= TASK DETAILS =
Among the entries, find the lines with the string "start" and copy them.
---- ENTRIES SUPPLIED
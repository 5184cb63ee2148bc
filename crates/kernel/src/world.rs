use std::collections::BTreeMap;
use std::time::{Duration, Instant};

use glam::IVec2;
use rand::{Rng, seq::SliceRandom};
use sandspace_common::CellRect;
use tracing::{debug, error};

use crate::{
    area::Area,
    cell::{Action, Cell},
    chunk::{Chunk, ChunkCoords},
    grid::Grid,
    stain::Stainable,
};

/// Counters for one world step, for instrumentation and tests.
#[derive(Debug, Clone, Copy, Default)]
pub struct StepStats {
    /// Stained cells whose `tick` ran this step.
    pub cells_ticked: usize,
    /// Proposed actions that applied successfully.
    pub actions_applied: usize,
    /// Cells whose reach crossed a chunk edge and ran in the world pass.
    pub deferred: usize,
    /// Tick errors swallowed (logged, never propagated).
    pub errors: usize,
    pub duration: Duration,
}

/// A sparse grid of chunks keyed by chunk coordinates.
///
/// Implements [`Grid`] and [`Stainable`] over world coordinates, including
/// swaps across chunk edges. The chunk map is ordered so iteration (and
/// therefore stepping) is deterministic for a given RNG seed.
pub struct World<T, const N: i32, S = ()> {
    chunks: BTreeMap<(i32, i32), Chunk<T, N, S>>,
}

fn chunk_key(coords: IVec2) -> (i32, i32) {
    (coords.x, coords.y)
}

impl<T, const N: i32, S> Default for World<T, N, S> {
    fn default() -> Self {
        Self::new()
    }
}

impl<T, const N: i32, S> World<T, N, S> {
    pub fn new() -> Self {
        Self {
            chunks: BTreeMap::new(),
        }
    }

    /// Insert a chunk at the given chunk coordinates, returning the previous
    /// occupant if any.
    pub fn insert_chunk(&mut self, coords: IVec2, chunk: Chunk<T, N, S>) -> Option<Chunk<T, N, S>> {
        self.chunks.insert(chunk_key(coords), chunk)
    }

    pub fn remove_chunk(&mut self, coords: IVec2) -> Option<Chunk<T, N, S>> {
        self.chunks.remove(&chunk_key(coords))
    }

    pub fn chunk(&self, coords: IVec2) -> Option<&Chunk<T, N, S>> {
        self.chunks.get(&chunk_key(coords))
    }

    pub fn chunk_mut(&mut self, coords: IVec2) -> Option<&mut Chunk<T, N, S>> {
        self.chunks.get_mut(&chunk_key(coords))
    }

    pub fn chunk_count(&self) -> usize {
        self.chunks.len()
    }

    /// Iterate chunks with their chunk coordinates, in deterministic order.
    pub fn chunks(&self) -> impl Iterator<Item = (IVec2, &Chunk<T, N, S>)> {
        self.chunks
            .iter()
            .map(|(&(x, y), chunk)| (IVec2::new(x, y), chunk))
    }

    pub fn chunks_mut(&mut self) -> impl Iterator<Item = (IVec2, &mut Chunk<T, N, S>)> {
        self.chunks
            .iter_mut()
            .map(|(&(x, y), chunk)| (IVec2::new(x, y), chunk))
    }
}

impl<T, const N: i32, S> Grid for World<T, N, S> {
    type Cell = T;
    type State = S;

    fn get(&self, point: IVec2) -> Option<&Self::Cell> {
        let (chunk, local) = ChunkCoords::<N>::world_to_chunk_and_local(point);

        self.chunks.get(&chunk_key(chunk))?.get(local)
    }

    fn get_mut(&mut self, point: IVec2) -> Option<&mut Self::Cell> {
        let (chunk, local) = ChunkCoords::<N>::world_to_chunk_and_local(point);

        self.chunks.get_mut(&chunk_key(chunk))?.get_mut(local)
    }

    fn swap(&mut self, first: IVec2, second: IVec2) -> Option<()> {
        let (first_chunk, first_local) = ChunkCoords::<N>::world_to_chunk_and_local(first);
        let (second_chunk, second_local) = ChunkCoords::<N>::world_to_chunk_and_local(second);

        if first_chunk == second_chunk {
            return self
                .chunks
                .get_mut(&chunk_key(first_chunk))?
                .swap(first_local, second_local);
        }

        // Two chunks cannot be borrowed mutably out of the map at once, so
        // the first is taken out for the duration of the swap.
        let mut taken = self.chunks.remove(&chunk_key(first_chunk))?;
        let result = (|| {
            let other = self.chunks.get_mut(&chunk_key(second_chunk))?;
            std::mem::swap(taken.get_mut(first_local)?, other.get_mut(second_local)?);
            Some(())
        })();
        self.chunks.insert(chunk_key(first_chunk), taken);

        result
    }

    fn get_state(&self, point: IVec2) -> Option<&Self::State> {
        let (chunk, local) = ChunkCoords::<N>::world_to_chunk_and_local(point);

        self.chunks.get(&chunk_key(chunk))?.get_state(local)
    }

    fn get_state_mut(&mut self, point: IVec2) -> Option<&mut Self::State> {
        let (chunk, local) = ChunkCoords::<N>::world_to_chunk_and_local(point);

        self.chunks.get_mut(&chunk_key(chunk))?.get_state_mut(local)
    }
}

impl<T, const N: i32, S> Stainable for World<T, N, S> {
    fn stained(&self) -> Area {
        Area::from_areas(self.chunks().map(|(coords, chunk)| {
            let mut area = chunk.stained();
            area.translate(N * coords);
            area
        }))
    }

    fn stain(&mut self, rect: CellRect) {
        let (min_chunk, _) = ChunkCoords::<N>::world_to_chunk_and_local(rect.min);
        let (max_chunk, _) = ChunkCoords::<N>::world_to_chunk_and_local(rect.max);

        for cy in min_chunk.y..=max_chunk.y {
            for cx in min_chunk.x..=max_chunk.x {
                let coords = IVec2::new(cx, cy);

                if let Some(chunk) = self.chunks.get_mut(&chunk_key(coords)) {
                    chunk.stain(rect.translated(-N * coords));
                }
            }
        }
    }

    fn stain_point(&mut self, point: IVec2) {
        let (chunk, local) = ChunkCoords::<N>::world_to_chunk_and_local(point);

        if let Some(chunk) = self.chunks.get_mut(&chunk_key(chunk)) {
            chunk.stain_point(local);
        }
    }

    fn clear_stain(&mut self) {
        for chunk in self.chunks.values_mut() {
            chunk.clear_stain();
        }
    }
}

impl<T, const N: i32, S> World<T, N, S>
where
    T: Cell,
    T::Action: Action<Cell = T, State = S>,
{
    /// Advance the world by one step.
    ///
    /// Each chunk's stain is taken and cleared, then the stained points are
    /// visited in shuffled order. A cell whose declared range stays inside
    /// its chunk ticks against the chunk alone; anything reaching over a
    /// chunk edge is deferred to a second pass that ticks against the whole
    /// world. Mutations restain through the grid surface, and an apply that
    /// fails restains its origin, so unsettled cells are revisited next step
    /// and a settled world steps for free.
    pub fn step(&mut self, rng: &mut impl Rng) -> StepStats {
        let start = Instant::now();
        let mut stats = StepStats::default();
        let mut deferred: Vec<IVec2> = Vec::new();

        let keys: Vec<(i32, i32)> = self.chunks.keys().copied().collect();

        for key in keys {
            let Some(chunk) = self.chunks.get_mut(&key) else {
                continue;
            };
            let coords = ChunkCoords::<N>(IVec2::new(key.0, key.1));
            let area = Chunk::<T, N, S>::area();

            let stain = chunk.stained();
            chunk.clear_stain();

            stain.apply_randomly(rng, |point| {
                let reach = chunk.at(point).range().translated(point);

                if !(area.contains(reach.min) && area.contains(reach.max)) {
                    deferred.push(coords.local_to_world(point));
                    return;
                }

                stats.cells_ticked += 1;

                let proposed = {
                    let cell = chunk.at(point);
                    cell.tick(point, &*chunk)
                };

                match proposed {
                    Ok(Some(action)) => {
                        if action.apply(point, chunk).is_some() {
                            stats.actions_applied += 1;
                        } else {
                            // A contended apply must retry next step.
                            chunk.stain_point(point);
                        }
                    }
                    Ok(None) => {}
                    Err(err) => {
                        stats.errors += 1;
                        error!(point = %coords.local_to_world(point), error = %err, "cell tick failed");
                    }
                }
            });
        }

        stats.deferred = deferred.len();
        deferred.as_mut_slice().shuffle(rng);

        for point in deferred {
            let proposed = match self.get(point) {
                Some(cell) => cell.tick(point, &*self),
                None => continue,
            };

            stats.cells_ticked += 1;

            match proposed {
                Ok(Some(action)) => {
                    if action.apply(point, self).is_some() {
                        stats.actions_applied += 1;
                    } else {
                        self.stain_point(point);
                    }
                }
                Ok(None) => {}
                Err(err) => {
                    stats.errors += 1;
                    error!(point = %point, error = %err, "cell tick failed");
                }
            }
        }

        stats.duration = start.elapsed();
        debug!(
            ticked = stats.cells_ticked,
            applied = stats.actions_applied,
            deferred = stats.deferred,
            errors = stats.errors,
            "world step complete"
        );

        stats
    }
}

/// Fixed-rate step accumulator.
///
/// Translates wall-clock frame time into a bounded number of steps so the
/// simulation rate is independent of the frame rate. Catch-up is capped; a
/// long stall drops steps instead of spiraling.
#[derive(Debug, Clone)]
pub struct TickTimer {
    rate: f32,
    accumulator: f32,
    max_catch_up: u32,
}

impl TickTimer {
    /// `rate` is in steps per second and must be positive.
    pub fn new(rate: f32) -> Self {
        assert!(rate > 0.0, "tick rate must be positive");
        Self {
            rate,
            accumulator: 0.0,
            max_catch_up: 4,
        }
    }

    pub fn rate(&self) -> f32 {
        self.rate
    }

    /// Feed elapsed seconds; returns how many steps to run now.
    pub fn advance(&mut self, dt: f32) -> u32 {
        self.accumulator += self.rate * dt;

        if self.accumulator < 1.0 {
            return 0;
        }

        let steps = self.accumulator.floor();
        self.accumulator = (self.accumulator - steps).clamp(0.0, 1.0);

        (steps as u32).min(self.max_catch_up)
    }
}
--------
---- ENTRIES SUPPLIED
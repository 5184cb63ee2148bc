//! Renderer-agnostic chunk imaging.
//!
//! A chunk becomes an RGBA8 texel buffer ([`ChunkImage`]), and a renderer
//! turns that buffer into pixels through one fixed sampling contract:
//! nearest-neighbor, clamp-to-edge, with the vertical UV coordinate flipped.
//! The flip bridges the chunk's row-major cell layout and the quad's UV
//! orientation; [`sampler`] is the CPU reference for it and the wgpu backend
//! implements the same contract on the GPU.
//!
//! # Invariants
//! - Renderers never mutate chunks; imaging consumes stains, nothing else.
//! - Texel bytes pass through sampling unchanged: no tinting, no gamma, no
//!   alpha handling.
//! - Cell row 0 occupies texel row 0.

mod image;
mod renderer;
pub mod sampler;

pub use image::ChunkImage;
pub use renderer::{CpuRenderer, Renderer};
--------
= EXPECTED ANSWER =
        let start = Instant::now();
        stats.duration = start.elapsed();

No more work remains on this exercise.